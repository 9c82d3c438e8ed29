//! Message assembly: turning a stream of data frames into whole messages.
//!
//! Data frames arrive either alone (FIN set, no fragmentation) or as an
//! opening TEXT/BINARY frame with FIN clear followed by CONTINUATION
//! frames. Control frames may interleave with a fragmented message but
//! never disturb it. The assembler enforces the interleaving rules, feeds
//! TEXT payload bytes through the streaming UTF-8 validator as they
//! arrive, and caps the total message size.

use crate::frame::{Frame, Opcode};
use crate::utf8::Utf8Validator;
use bytes::{Bytes, BytesMut};

/// A complete, application-visible message.
#[derive(Debug, Clone, PartialEq, Eq)]
pub enum Message {
    /// UTF-8 text message.
    Text(String),
    /// Binary message.
    Binary(Bytes),
}

impl Message {
    /// Text message from anything string-like.
    #[must_use]
    pub fn text(s: impl Into<String>) -> Self {
        Self::Text(s.into())
    }

    /// Binary message from anything byte-like.
    #[must_use]
    pub fn binary(data: impl Into<Bytes>) -> Self {
        Self::Binary(data.into())
    }

    /// Payload length in bytes.
    #[must_use]
    pub fn len(&self) -> usize {
        match self {
            Self::Text(s) => s.len(),
            Self::Binary(b) => b.len(),
        }
    }

    /// True for an empty payload (valid per the protocol).
    #[must_use]
    pub fn is_empty(&self) -> bool {
        self.len() == 0
    }
}

/// Why a data frame could not be absorbed.
#[derive(Debug, Clone, PartialEq, Eq)]
pub enum AssemblyError {
    /// A TEXT/BINARY frame arrived while a fragmented message was open,
    /// or a CONTINUATION arrived with none open.
    Interleaving(&'static str),
    /// TEXT payload failed UTF-8 validation.
    InvalidUtf8,
    /// Accumulated message would exceed the configured maximum.
    MessageTooBig {
        /// Size the message would have reached.
        size: usize,
        /// Configured maximum.
        max: usize,
    },
}

impl std::fmt::Display for AssemblyError {
    fn fmt(&self, f: &mut std::fmt::Formatter<'_>) -> std::fmt::Result {
        match self {
            Self::Interleaving(msg) => write!(f, "{msg}"),
            Self::InvalidUtf8 => write!(f, "invalid UTF-8 in text message"),
            Self::MessageTooBig { size, max } => {
                write!(f, "message of {size} bytes exceeds limit of {max}")
            }
        }
    }
}

impl std::error::Error for AssemblyError {}

/// Reassembles fragmented messages and validates text payloads.
///
/// State (the open fragment's opcode, the accumulated payload, the UTF-8
/// validator) survives interleaved control frames and is reset whenever a
/// message completes or fails.
#[derive(Debug)]
pub struct MessageAssembler {
    fragmented: bool,
    current_opcode: Opcode,
    buffer: BytesMut,
    utf8: Utf8Validator,
    max_message_len: usize,
}

impl MessageAssembler {
    /// Creates an assembler with the given whole-message cap.
    #[must_use]
    pub fn new(max_message_len: usize) -> Self {
        Self {
            fragmented: false,
            current_opcode: Opcode::Binary,
            buffer: BytesMut::new(),
            utf8: Utf8Validator::new(),
            max_message_len,
        }
    }

    /// True while a fragmented message awaits its final frame.
    #[must_use]
    pub fn is_fragmented(&self) -> bool {
        self.fragmented
    }

    /// Absorbs one data frame.
    ///
    /// Returns `Ok(Some(message))` when the frame completed a message,
    /// `Ok(None)` when more continuations are expected.
    ///
    /// # Errors
    ///
    /// [`AssemblyError`] on an interleaving violation, malformed UTF-8 or
    /// an oversized message; the assembler resets itself on error.
    pub fn push_frame(&mut self, frame: Frame) -> Result<Option<Message>, AssemblyError> {
        debug_assert!(frame.opcode.is_data());
        match self.push_inner(frame) {
            Ok(result) => Ok(result),
            Err(e) => {
                self.reset();
                Err(e)
            }
        }
    }

    fn push_inner(&mut self, frame: Frame) -> Result<Option<Message>, AssemblyError> {
        match frame.opcode {
            Opcode::Text | Opcode::Binary => {
                if self.fragmented {
                    return Err(AssemblyError::Interleaving(
                        "new data frame before the previous message finished",
                    ));
                }
                self.current_opcode = frame.opcode;

                if self.current_opcode == Opcode::Text {
                    self.utf8
                        .feed(&frame.payload)
                        .map_err(|_| AssemblyError::InvalidUtf8)?;
                }

                if frame.fin {
                    // Unfragmented fast path: deliver the frame payload
                    // without copying into the buffer.
                    let message = self.finish(frame.payload)?;
                    self.reset();
                    return Ok(Some(message));
                }

                self.check_size(frame.payload.len())?;
                self.fragmented = true;
                self.buffer.extend_from_slice(&frame.payload);
                Ok(None)
            }
            Opcode::Continuation => {
                if !self.fragmented {
                    return Err(AssemblyError::Interleaving(
                        "continuation frame without an outstanding message",
                    ));
                }

                if self.current_opcode == Opcode::Text {
                    self.utf8
                        .feed(&frame.payload)
                        .map_err(|_| AssemblyError::InvalidUtf8)?;
                }

                self.check_size(self.buffer.len() + frame.payload.len())?;
                self.buffer.extend_from_slice(&frame.payload);

                if frame.fin {
                    let payload = self.buffer.split().freeze();
                    let message = self.finish(payload)?;
                    self.reset();
                    return Ok(Some(message));
                }
                Ok(None)
            }
            _ => Err(AssemblyError::Interleaving(
                "control frame routed to the message assembler",
            )),
        }
    }

    fn check_size(&self, size: usize) -> Result<(), AssemblyError> {
        if size > self.max_message_len {
            return Err(AssemblyError::MessageTooBig {
                size,
                max: self.max_message_len,
            });
        }
        Ok(())
    }

    /// Final per-message checks and conversion.
    fn finish(&mut self, payload: Bytes) -> Result<Message, AssemblyError> {
        self.check_size(payload.len())?;
        if self.current_opcode == Opcode::Text {
            // The streaming validator has seen every byte; the message must
            // also end on a codepoint boundary.
            if !self.utf8.is_complete() {
                return Err(AssemblyError::InvalidUtf8);
            }
            let text = String::from_utf8(payload.to_vec()).map_err(|_| AssemblyError::InvalidUtf8)?;
            Ok(Message::Text(text))
        } else {
            Ok(Message::Binary(payload))
        }
    }

    /// Clears all in-progress message state.
    pub fn reset(&mut self) {
        self.fragmented = false;
        self.current_opcode = Opcode::Binary;
        self.buffer.clear();
        self.utf8.reset();
    }
}
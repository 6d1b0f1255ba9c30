//! Candidate key discovery via bounded closure search.

mod cancel;
mod finder;

pub use cancel::CancelToken;
pub use finder::{CandidateKeyFinder, KeySearch, KeySearchConfig};
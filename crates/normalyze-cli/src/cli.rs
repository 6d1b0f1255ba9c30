//! CLI argument definitions using clap.

use clap::{Parser, Subcommand};
use std::path::PathBuf;

/// Normalyze: detect functional dependencies, candidate keys, and normal
/// form violations in tabular data
#[derive(Parser)]
#[command(name = "normalyze")]
#[command(version, about, long_about = None)]
#[command(propagate_version = true)]
pub struct Cli {
    #[command(subcommand)]
    pub command: Commands,

    /// Enable verbose output
    #[arg(short, long, global = true)]
    pub verbose: bool,
}

#[derive(Subcommand)]
pub enum Commands {
    /// Analyze a data file: dependencies, candidate keys, normal forms
    Analyze {
        /// Path to the data file (CSV/TSV)
        #[arg(value_name = "FILE")]
        file: PathBuf,

        /// Relation name used in decomposed table names (default: file stem)
        #[arg(short, long)]
        relation: Option<String>,

        /// Minimum confidence for a dependency to be reported
        #[arg(long)]
        threshold: Option<f64>,

        /// Cap on the number of rows inspected during detection
        #[arg(long)]
        max_rows: Option<usize>,

        /// Output as JSON
        #[arg(long)]
        json: bool,
    },

    /// Decompose a data file into 1NF/2NF/3NF table schemas
    Normalize {
        /// Path to the data file (CSV/TSV)
        #[arg(value_name = "FILE")]
        file: PathBuf,

        /// Relation name used in decomposed table names (default: file stem)
        #[arg(short, long)]
        relation: Option<String>,

        /// Output path for the analysis JSON (default: <file>.normalyze.json)
        #[arg(short, long)]
        output: Option<PathBuf>,
    },
}
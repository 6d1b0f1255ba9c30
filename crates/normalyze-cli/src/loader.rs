//! CSV/TSV loading with delimiter detection and value coercion.

use std::fs;
use std::path::Path;

use normalyze::{Dataset, Row};
use serde_json::Value;

/// Delimiters to try when auto-detecting.
const DELIMITERS: &[u8] = &[b'\t', b',', b';', b'|'];

/// Cell tokens treated as missing values.
const NULL_TOKENS: &[&str] = &["", "na", "n/a", "null", "none", "nil", ".", "-"];

/// Load a delimited file into a dataset.
///
/// The delimiter is auto-detected from the header line; cells are coerced to
/// integers, floats, or booleans where they parse cleanly, and null tokens
/// become JSON null.
pub fn load_dataset(path: &Path) -> Result<Dataset, Box<dyn std::error::Error>> {
    let contents = fs::read(path)
        .map_err(|e| format!("cannot read {}: {}", path.display(), e))?;
    let delimiter = detect_delimiter(&contents);

    let mut reader = csv::ReaderBuilder::new()
        .delimiter(delimiter)
        .flexible(true)
        .from_reader(contents.as_slice());

    let attributes: Vec<String> = reader.headers()?.iter().map(|s| s.to_string()).collect();

    let mut rows: Vec<Row> = Vec::new();
    for record in reader.records() {
        let record = record?;
        let row: Row = attributes
            .iter()
            .enumerate()
            .map(|(i, attr)| (attr.clone(), coerce_value(record.get(i).unwrap_or(""))))
            .collect();
        rows.push(row);
    }

    Ok(Dataset::new(attributes, rows)?)
}

/// Pick the delimiter that splits the header line into the most fields.
fn detect_delimiter(contents: &[u8]) -> u8 {
    let header = contents.split(|&b| b == b'\n').next().unwrap_or(&[]);
    DELIMITERS
        .iter()
        .copied()
        .max_by_key(|&d| header.iter().filter(|&&b| b == d).count())
        .unwrap_or(b',')
}

/// Coerce a raw cell into a typed JSON value.
fn coerce_value(raw: &str) -> Value {
    let trimmed = raw.trim();
    if NULL_TOKENS.contains(&trimmed.to_lowercase().as_str()) {
        return Value::Null;
    }
    if let Ok(i) = trimmed.parse::<i64>() {
        return Value::from(i);
    }
    if let Ok(f) = trimmed.parse::<f64>() {
        return Value::from(f);
    }
    match trimmed.to_lowercase().as_str() {
        "true" => Value::Bool(true),
        "false" => Value::Bool(false),
        _ => Value::String(trimmed.to_string()),
    }
}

★ ★ ★ ★

From the first line of the records through the line with "impl std::fmt::Display for", retype everything word for word, including both ends.

▸ OUTPUT OF THE TASK:
repository 9c82d3c438e8ed29
//! Message assembly: turning a stream of data frames into whole messages.
//!
//! Data frames arrive either alone (FIN set, no fragmentation) or as an
//! opening TEXT/BINARY frame with FIN clear followed by CONTINUATION
//! frames. Control frames may interleave with a fragmented message but
//! never disturb it. The assembler enforces the interleaving rules, feeds
//! TEXT payload bytes through the streaming UTF-8 validator as they
//! arrive, and caps the total message size.

use crate::frame::{Frame, Opcode};
use crate::utf8::Utf8Validator;
use bytes::{Bytes, BytesMut};

/// A complete, application-visible message.
#[derive(Debug, Clone, PartialEq, Eq)]
pub enum Message {
    /// UTF-8 text message.
    Text(String),
    /// Binary message.
    Binary(Bytes),
}

impl Message {
    /// Text message from anything string-like.
    #[must_use]
    pub fn text(s: impl Into<String>) -> Self {
        Self::Text(s.into())
    }

    /// Binary message from anything byte-like.
    #[must_use]
    pub fn binary(data: impl Into<Bytes>) -> Self {
        Self::Binary(data.into())
    }

    /// Payload length in bytes.
    #[must_use]
    pub fn len(&self) -> usize {
        match self {
            Self::Text(s) => s.len(),
            Self::Binary(b) => b.len(),
        }
    }

    /// True for an empty payload (valid per the protocol).
    #[must_use]
    pub fn is_empty(&self) -> bool {
        self.len() == 0
    }
}

/// Why a data frame could not be absorbed.
#[derive(Debug, Clone, PartialEq, Eq)]
pub enum AssemblyError {
    /// A TEXT/BINARY frame arrived while a fragmented message was open,
    /// or a CONTINUATION arrived with none open.
    Interleaving(&'static str),
    /// TEXT payload failed UTF-8 validation.
    InvalidUtf8,
    /// Accumulated message would exceed the configured maximum.
    MessageTooBig {
        /// Size the message would have reached.
        size: usize,
        /// Configured maximum.
        max: usize,
    },
}

impl std::fmt::Display for AssemblyError {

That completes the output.